En un estudio que ha realizado Maroto Izquierdo y que está en revisión, se compararon dos grupos de personas: uno hacía cinco series de un solo ejercicio un día a la semana, frente a otro grupo que hacía solo ocho repeticiones, pero cinco días a la semana. Las adaptaciones en fuerza, masa muscular y salto fueron iguales, incluso superiores en el grupo que entrenaba cinco días. La diferencia clave es que ese grupo no tenía agujetas, ni dolor muscular tardío, ni fatiga. El grupo que hacía las cinco series en un solo día sí experimentaba mucha fatiga y dolor.
“Esto de muestra que con menos esfuerzo por sesión, menos sufrimiento, podemos hacer el entrenamiento más eficiente, amigable y aplicable a personas mayores, pacientes clínicos o personas con limitaciones. No se trata de entrenar mucho cada día, sino de entrenar más veces con menos frecuencia”, indica el experto.
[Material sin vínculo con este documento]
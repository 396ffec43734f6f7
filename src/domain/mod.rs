mod command;
pub mod error;
mod invocation;
pub mod project;
pub mod traits;

pub use command::{CommandHandle, Continuation, GlobalCommand, ServiceAction};
pub use error::Error;
pub use invocation::{Completion, ExecutionOutcome, Invocation, PendingConfirmation};
pub use project::{CACHE_SERVICE, PRIMARY_SERVICE, ProjectConfig, ServiceMap, ServiceSpec};
pub use traits::ProcessRunner;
🏃♂️ Cuatro ‘snacks’ al día de dos minutos cada uno
Cada snack de movimiento no es una interrupción de nuestro trabajo. “Es un impulso directo a nuestro rendimiento y a nuestra salud”, incide Valenzuela. A nivel práctico, una referencia muy asumible es la de cuatro snacks diarios de unos dos minutos cada uno, repartidos a lo largo del día. Eso ya supone cerca de una hora semanal de actividad vigorosa acumulada, con un impacto claro en el metabolismo y en la salud cardiovascular.
“La clave para incorporarlos es asociarlos a hábitos que ya existen en la propia jornada laboral. La idea es romper, varias veces al día, los largos periodos sentados con pequeños impulsos de movimiento”, aconseja el fisioterapeuta. En el fondo, los snacks de movimiento son una forma de devolver al cuerpo —a cualquier edad— lo que la vida moderna le ha ido quitando: la oportunidad de moverse a menudo, aunque sea en pequeñas ráfagas.